Recent studies have shown that m6A modifications can regulate immune cell activation and tumor microenvironment infiltration, which may affect immunotherapy efficacy. Therefore, m6A modification is a potential target in cancer immunotherapy and is expected to complement immune checkpoint inhibitor therapy, thereby significantly improving cancer patient survival and quality of life. ⁸ , ⁹ The m6A writer METTL3 and reader YTHDF2 regulate the antitumor immunity of NK cells. METTL3‐mediated m6A methylation and YTHDF2 may be important regulators of antitumor immunity and NK cell homeostasis. ¹⁰ Han et al. showed that the m6A reader YTHDF1 negatively regulates the antitumor immune response of dendritic cells (DCs). Specifically, YTHDF1 enhances the mRNA translation of a lysosomal protease that degrades antigens in the lysosome. Without YTHDF1, lysosomal protease translation is reduced, facilitating antigen cross‐presentation and promoting cytotoxic T‐cell responses. ¹¹

Additionally, numerous studies have shown that m6A modification regulates tumorigenesis and progression by modulating tumor metabolism and related signaling pathways. In colorectal cancer, overexpression of the m6A reader IMP2 (IGF2BP2) stabilizes the ZFAS1/OLA1 axis, thereby increasing OLA1 recruitment, ATP hydrolysis, and glycolysis; activating the Warburg effect; and enhancing cancer cell proliferation and colony formation. ¹² A hallmark of highly aggressive cancer cells is increased energy metabolism, including glycolytic activity and lactic acid fermentation. The Warburg effect is a typical feature of abnormal tumor glycolysis. In esophageal cancer, the m6A reader HNRNPA2B1 upregulates the fatty acid metabolism‐related genes ACLY and ACC1, thereby promoting cellular lipid accumulation and tumor progression, including cancer cell proliferation, migration, and invasion. ¹³ Zhang et al. ¹⁴ indicated that METTL3 can directly activate the PI3K‐Akt‐mTOR signaling pathway to promote cell proliferation, migration, and expression in retinoblastoma cancer cells.

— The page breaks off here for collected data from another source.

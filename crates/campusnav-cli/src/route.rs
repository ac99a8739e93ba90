//! `route` command: validates a route against the location list, then asks
//! the directions service for it.

use std::sync::Arc;

use anyhow::Context;
use campusnav_core::{
    load_map_config, markers, AppConfig, Completion, Endpoint, LocationRecord, NavigatorSession,
    Submission,
};
use campusnav_directions::{DirectionsClient, Route};
use serde::Serialize;

use crate::locations::load_directory;

#[derive(Debug)]
pub(crate) struct RouteArgs {
    pub start: String,
    pub end: String,
    pub via: Vec<String>,
    pub plan_only: bool,
    pub json: bool,
}

#[derive(Debug, Serialize)]
struct RouteOutput<'a> {
    stops: Vec<&'a str>,
    request: &'a campusnav_core::DirectionsRequest,
    #[serde(skip_serializing_if = "Option::is_none")]
    route: Option<&'a Route>,
}

pub(crate) async fn run(config: &AppConfig, args: &RouteArgs) -> anyhow::Result<()> {
    let directory = Arc::new(load_directory(config)?);
    let map = load_map_config(&config.config_path).with_context(|| {
        format!(
            "failed to load map configuration from {}",
            config.config_path.display()
        )
    })?;

    let mut session = NavigatorSession::new(directory, map);
    let submission = submit(&mut session, args)?;

    if args.plan_only {
        return print_result(&submission, None, args.json);
    }

    let client = DirectionsClient::with_base_url(
        config.maps_api_key.as_deref(),
        config.directions_timeout_secs,
        &config.directions_base_url,
    )?
    .with_retry(
        config.directions_max_retries,
        config.directions_backoff_base_ms,
    );

    let routes = client.route(&submission.request).await?;
    let routes = match session.complete(submission.ticket, routes) {
        Completion::Current(routes) => routes,
        Completion::Superseded { ticket, latest } => {
            anyhow::bail!("response to submission {ticket} arrived after submission {latest}")
        }
    };
    let route = routes
        .first()
        .context("directions service returned no routes")?;

    print_result(&submission, Some(route), args.json)
}

/// Fills the form the way a user would and submits it.
fn submit(session: &mut NavigatorSession, args: &RouteArgs) -> anyhow::Result<Submission> {
    session.type_text(Endpoint::Start, &args.start);
    session.type_text(Endpoint::End, &args.end);
    for stop in &args.via {
        let number = session.add_waypoint()?;
        session.set_waypoint(number, stop);
    }
    Ok(session.submit()?)
}

fn print_result(
    submission: &Submission,
    route: Option<&Route>,
    json: bool,
) -> anyhow::Result<()> {
    if json {
        let output = RouteOutput {
            stops: submission.stops.iter().map(LocationRecord::name).collect(),
            request: &submission.request,
            route,
        };
        println!("{}", serde_json::to_string_pretty(&output)?);
        return Ok(());
    }

    let stops: Vec<&LocationRecord> = submission.stops.iter().collect();
    let legs = route.map(Route::leg_endpoints).unwrap_or_default();
    for marker in markers(&stops, &legs) {
        println!("{:>2}. {:<32}{}", marker.number, marker.label, marker.position);
    }

    if let Some(route) = route {
        println!();
        if !route.summary.is_empty() {
            println!("via {}", route.summary);
        }
        println!(
            "{} m, about {} min walking",
            route.total_distance_meters(),
            route.total_duration_seconds().div_ceil(60)
        );
        for warning in &route.warnings {
            println!("warning: {warning}");
        }
    }
    Ok(())
}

Noncoding RNAs (ncRNAs) do not code for proteins but can produce noncoding transcripts that regulate gene expression, protein function, development, differentiation, and metabolism during physiological and pathological processes. Studies have shown that approximately 90% of the genes in eukaryotic genomes are transcribed genes. However, only 1%–2% of these transcribed genes encode proteins; most are transcribed as ncRNAs. ¹⁵ ncRNAs are cancer pathway regulators identified in the last decade and are cancer biomarkers. Long noncoding RNAs (lncRNAs) are ncRNAs consisting of more than 200 nucleotides, and lncRNA expression may affect cancer prognosis. m6A regulators, such as METTL3, ALKBH5, and IGF2BP1, have been reported to m6A‐dependently modify ncRNAs involved in oncogenic effects.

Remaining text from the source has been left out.